We built a bonfire, under a full moon. Every now and then, there was the small thud of an apple dropping to the ground.
‘There is a kigo for the full moon in autumn,’ I told Ted. ‘Jūgo-ya. Fifteenth night.’
‘In English,’ Ted said, gazing up, ‘we have a different word: blue moon.’
When two full moons occur in a single calendar month, he explained, the second one is known as a blue moon. It’s a rather rare event. After I got back to Japan, I looked the phrase up. The blue moon we’d seen was in August 2012, and the next one will be in July 2015.
Human beings have always judged the passing of time by looking up at the sky. Will I be able to look up at the next blue moon? It might appear that death has receded into the distance, but it really hasn’t, not at all. I know this now. I didn’t know it before.
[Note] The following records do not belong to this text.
use inventario_core::{ExtractionStatus, RecoveryKind, Weight};

use crate::classify::Dialect;

/// The complete field set one extractor produced for one row.
///
/// Every path returns a fully-formed value; the assembler merges it into the
/// output record without further mutation, so no partial state survives
/// between attempts.
#[derive(Debug, Clone, PartialEq)]
pub struct Extraction {
    pub branch: Option<String>,
    pub product_code: Option<String>,
    pub warehouse: Option<String>,
    pub lot: String,
    pub weight: Option<Weight>,
    pub status: ExtractionStatus,
}

impl Extraction {
    fn lot_only(lot: impl Into<String>, weight: Option<Weight>) -> Self {
        Extraction {
            branch: None,
            product_code: None,
            warehouse: None,
            lot: lot.into(),
            weight,
            status: ExtractionStatus::Ok,
        }
    }

    fn recovered(kind: RecoveryKind) -> Self {
        Extraction {
            branch: None,
            product_code: None,
            warehouse: None,
            lot: kind.marker().to_string(),
            weight: None,
            status: ExtractionStatus::Recovered(kind),
        }
    }
}

/// Run the extractor matching the classified dialect over the payload.
pub fn extract(dialect: Dialect, payload: &str) -> Extraction {
    match dialect {
        Dialect::FinishedGood => finished_good(payload),
        Dialect::CoilCode128 => coil_code128(payload),
        Dialect::CoilQr => coil_qr(payload),
        Dialect::Unknown => Extraction::lot_only(payload, None),
    }
}

// ── Finished good ─────────────────────────────────────────────────────────────

/// "BRANCH-CODE - WAREHOUSE-LOT-WEIGHT": split once on " -", then by hyphen
/// on each side. The weight token carries grams; a bad weight leaves the
/// field undetermined but the row still succeeds as finished good.
fn finished_good(payload: &str) -> Extraction {
    let (left, right) = payload.split_once(" -").unwrap_or((payload, ""));

    let mut left_tokens = left.split('-');
    let branch = left_tokens.next().map(|t| t.trim().to_string());
    let product_code = left_tokens.next().map(|t| t.trim().to_string());

    let right_tokens: Vec<&str> = right.split('-').collect();
    let warehouse = right_tokens.first().map(|t| t.trim().to_string());
    let lot = right_tokens.get(1).map_or("", |t| t.trim()).to_string();
    let raw_weight = right_tokens.get(2).map_or("0", |t| t.trim());

    Extraction {
        branch,
        product_code,
        warehouse,
        lot,
        weight: Weight::from_grams(raw_weight),
        status: ExtractionStatus::Ok,
    }
}

// ── Coil / Code128 ────────────────────────────────────────────────────────────

/// Code128 coil labels: asterisk-delimited lot and gram weight, a bare short
/// digit run (weight only), or free text carried verbatim as the lot.
fn coil_code128(payload: &str) -> Extraction {
    if payload.contains(' ') {
        return Extraction::recovered(RecoveryKind::ReadError);
    }
    if payload.contains('*') {
        return match asterisk_fields(payload) {
            Some((lot, weight)) => Extraction::lot_only(lot, Some(weight)),
            None => Extraction::recovered(RecoveryKind::Code128Asterisk),
        };
    }
    if !payload.is_empty() && payload.len() <= 5 && payload.chars().all(|c| c.is_ascii_digit()) {
        return match Weight::from_grams(payload) {
            Some(weight) => Extraction::lot_only("", Some(weight)),
            None => Extraction::lot_only(payload, None),
        };
    }
    Extraction::lot_only(payload, None)
}

/// Token positions differ depending on whether the label starts with the
/// asterisk or carries a prefix before it.
fn asterisk_fields(payload: &str) -> Option<(String, Weight)> {
    let tokens: Vec<&str> = payload.split('*').collect();
    let (lot_idx, weight_idx) = if payload.starts_with('*') { (3, 2) } else { (2, 1) };
    let lot = tokens.get(lot_idx)?.trim().to_string();
    let weight = Weight::from_grams(tokens.get(weight_idx)?)?;
    Some((lot, weight))
}

// ── Coil / QR ─────────────────────────────────────────────────────────────────

/// QR-family coil labels, most to least specific: embedded JSON, the
/// comma-decimal layout, then the plain hyphen layout.
fn coil_qr(payload: &str) -> Extraction {
    if payload.contains('{') && payload.contains('}') {
        return match json_fields(payload) {
            Some((lot, weight)) => Extraction::lot_only(lot, Some(weight)),
            None => Extraction::recovered(RecoveryKind::QrJson),
        };
    }
    if payload.contains(',') && payload.contains('-') {
        return comma_decimal_fields(payload)
            .or_else(|| legacy_hyphen_fields(payload))
            .unwrap_or_else(|| Extraction::recovered(RecoveryKind::QrCommaFormat));
    }
    plain_hyphen(payload)
}

/// "LOT-{...}": the text before the first brace is the lot, trailing quotes
/// and hyphens trimmed; the rest is a JSON object whose `peso` field already
/// carries the final unit, so no gram division here.
fn json_fields(payload: &str) -> Option<(String, Weight)> {
    let (prefix, body) = payload.split_once('{')?;
    let lot = prefix.trim_end_matches(['"', '-']).to_string();

    let json: serde_json::Value = serde_json::from_str(&format!("{{{body}")).ok()?;
    let weight = match json.get("peso") {
        None => Weight::zero(),
        Some(serde_json::Value::Number(n)) => Weight::from_units(&n.to_string())?,
        Some(serde_json::Value::String(s)) => Weight::from_units(s)?,
        Some(_) => return None,
    };
    Some((lot, weight))
}

/// New-format QR labels put the weight's fractional digits after the last
/// comma: "BRANCH-CODE-WAREHOUSE-LOT-INT,FRAC". The weight is already in the
/// final unit. `None` means the layout did not fit and the legacy layout
/// should be tried.
fn comma_decimal_fields(payload: &str) -> Option<Extraction> {
    let comma_parts: Vec<&str> = payload.split(',').collect();
    if comma_parts.len() < 2 {
        return None;
    }
    let fraction = *comma_parts.last()?;
    let probe = fraction.replacen('.', "", 1);
    if probe.is_empty() || !probe.chars().all(|c| c.is_ascii_digit()) {
        return None;
    }

    let joined = comma_parts[..comma_parts.len() - 1].join(",");
    let hyphen_parts: Vec<&str> = joined.split('-').collect();
    if hyphen_parts.len() < 2 {
        return None;
    }
    let lot = hyphen_parts[hyphen_parts.len() - 2].trim().to_string();
    let integral = hyphen_parts.last()?.trim();
    let weight = Weight::from_units(&format!("{integral}.{}", fraction.trim()))?;

    // Only this sub-dialect carries the full finished-good-style prefix on a
    // coil label.
    let (branch, product_code, warehouse) = if hyphen_parts.len() >= 4 {
        (
            Some(hyphen_parts[0].trim().to_string()),
            Some(hyphen_parts[1].trim().to_string()),
            Some(hyphen_parts[2].trim().to_string()),
        )
    } else {
        (None, None, None)
    };

    Some(Extraction {
        branch,
        product_code,
        warehouse,
        lot,
        weight: Some(weight),
        status: ExtractionStatus::Ok,
    })
}

/// Legacy fallback for comma payloads: the fourth hyphen token is the lot,
/// the last token the weight in grams.
fn legacy_hyphen_fields(payload: &str) -> Option<Extraction> {
    let tokens: Vec<&str> = payload.split('-').collect();
    let lot = tokens.get(3)?.trim().to_string();
    let weight = Weight::from_grams(tokens.last()?)?;
    Some(Extraction::lot_only(lot, Some(weight)))
}

/// Old hyphen-only labels: the fourth token is the lot, the last token the
/// gram weight. Anything that does not fit carries the whole payload through
/// as the lot.
fn plain_hyphen(payload: &str) -> Extraction {
    let tokens: Vec<&str> = payload.split('-').collect();
    if tokens.len() >= 4 {
        if let Some(weight) = tokens.last().and_then(|t| Weight::from_grams(t)) {
            return Extraction::lot_only(tokens[3].trim(), Some(weight));
        }
    }
    Extraction::lot_only(payload, None)
}

// ── Tests ─────────────────────────────────────────────────────────────────────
The universe is said to have been created from a massive explosion 13.7 billion years ago. The earth was created 4.5 billion years ago, and modern human beings just two hundred thousand years ago. No one witnessed the beginnings of these events, and no one kept detailed observations of developments as they occurred. The same with all existence, from small to large. The universe, I myself, the birds winging through the skies, the snowflakes swirling through Moscow . . . No one sees the beginning of these things, and no one can predict how they will end. How precious it is, how precarious it is to be living. The skies during my week-long trip to Russia were overcast nearly the whole time, but there was one day when, miraculously, they were clear and blue and sunlight sparkled on the dome of St Isaac’s Cathedral in St Petersburg. At this moment, I am alive, I thought. That is enough. That is all I need.